Source information —
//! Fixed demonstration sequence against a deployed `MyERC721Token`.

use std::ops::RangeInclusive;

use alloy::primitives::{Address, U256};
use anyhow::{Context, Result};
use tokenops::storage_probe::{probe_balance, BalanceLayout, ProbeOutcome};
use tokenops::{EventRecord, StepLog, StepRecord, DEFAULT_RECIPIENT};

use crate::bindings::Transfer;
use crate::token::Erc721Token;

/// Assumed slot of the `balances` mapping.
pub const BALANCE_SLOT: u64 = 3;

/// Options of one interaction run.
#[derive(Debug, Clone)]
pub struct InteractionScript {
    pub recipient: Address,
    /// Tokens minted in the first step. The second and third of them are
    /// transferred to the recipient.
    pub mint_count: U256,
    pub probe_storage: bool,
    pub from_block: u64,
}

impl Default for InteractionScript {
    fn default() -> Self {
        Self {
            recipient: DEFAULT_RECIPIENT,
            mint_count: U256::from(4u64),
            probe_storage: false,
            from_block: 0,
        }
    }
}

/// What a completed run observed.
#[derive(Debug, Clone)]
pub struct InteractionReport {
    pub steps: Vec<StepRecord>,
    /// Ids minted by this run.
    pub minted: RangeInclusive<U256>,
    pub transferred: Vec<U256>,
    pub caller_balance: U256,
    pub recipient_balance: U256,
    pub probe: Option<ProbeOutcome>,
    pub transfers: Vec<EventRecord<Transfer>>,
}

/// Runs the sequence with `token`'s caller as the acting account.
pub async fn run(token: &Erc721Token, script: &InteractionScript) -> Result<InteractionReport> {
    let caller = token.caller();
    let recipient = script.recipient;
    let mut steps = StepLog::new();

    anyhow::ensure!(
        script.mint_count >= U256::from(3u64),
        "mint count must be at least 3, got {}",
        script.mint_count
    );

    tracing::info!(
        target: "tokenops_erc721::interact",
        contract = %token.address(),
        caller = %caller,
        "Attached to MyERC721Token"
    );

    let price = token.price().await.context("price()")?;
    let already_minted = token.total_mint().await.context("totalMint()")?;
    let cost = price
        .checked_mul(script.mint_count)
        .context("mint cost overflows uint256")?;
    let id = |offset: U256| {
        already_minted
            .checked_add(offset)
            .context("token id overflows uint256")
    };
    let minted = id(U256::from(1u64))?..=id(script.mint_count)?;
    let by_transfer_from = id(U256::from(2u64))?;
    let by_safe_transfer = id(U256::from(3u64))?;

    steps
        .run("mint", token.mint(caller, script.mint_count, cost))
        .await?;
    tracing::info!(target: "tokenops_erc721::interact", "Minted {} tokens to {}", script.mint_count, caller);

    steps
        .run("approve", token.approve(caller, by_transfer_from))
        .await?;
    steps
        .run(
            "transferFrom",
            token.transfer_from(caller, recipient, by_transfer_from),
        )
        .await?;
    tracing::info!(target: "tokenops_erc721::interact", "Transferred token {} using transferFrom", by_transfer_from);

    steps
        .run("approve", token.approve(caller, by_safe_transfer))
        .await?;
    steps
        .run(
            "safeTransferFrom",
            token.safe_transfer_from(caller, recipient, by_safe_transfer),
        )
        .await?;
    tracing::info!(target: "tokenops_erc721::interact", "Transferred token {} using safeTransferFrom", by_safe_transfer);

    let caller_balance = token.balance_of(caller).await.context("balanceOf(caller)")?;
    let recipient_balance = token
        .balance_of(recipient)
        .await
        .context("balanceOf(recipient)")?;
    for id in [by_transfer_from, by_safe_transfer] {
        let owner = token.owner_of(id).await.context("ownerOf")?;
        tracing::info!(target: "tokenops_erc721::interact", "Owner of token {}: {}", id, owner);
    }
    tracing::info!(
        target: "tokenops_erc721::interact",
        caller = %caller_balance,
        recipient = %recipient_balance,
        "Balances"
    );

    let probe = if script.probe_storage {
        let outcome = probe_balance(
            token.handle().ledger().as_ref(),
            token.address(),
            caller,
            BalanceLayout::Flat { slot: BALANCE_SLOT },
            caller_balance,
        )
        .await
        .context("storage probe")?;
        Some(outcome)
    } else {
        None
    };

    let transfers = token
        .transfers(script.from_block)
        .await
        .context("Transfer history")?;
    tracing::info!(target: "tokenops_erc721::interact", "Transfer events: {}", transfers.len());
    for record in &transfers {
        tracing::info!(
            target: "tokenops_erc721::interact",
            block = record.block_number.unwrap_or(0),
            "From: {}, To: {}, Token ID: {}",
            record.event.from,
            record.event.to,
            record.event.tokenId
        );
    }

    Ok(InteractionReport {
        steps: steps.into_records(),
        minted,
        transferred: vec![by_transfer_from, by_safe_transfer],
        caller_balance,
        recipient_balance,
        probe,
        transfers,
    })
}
---
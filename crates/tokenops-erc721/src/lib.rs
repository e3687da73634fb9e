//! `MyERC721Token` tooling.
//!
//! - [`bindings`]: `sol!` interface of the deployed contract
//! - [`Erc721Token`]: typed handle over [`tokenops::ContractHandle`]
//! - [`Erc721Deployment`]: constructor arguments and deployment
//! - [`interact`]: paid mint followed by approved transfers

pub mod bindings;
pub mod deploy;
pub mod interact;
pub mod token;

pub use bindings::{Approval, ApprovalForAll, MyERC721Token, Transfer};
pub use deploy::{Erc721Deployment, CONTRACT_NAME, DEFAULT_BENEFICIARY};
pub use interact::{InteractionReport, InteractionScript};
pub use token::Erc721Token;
==
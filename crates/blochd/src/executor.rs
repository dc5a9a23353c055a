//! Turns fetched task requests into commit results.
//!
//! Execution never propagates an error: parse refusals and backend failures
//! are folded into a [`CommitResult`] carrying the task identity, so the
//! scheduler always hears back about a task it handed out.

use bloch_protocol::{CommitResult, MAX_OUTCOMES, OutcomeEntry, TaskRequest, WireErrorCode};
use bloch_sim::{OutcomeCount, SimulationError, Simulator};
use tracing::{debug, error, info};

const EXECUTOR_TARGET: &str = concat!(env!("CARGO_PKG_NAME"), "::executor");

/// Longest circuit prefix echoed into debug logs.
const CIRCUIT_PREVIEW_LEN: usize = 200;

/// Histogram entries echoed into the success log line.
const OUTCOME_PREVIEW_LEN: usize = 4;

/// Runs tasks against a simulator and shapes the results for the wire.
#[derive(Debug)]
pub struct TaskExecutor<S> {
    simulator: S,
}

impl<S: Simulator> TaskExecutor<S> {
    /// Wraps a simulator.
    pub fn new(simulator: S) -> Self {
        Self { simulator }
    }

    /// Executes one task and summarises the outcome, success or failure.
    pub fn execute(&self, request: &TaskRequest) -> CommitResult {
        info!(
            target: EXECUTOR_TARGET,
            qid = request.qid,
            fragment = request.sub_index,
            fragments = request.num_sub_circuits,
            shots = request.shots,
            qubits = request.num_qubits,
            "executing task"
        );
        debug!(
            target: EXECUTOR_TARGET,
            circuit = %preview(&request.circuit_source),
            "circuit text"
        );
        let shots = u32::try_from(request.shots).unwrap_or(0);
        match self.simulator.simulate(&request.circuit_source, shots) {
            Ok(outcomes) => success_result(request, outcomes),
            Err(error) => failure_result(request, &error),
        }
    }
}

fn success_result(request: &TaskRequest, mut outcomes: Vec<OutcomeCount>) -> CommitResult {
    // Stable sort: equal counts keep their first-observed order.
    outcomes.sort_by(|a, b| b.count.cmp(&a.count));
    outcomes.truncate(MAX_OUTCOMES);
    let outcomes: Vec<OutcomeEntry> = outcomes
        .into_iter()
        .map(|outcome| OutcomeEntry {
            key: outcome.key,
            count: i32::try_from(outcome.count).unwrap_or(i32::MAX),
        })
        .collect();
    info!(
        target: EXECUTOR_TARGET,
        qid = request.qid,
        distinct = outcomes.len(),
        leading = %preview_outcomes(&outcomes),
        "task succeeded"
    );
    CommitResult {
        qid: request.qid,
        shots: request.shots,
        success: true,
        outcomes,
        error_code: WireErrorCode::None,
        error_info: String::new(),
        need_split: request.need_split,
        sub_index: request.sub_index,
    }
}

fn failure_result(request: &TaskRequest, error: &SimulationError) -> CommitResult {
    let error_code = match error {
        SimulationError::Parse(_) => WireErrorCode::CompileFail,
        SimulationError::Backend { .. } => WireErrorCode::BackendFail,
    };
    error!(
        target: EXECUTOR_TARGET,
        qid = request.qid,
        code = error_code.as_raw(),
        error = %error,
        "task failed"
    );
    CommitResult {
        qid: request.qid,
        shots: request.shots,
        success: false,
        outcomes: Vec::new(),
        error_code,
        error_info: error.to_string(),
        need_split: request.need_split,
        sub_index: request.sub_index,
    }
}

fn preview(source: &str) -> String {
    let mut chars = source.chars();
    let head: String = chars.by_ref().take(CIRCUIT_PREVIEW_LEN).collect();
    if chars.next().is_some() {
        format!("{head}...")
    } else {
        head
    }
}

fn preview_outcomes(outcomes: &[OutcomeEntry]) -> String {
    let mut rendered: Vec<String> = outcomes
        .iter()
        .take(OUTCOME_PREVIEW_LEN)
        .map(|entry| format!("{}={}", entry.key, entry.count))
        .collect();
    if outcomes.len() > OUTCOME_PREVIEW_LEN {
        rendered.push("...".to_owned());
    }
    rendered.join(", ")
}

Your task —
Each line in the listing where the word "filename" is found is to be copied.

Written reply —
filename crates/tokenops-erc721/src/lib.rs
filename crates/blochd/src/executor.rs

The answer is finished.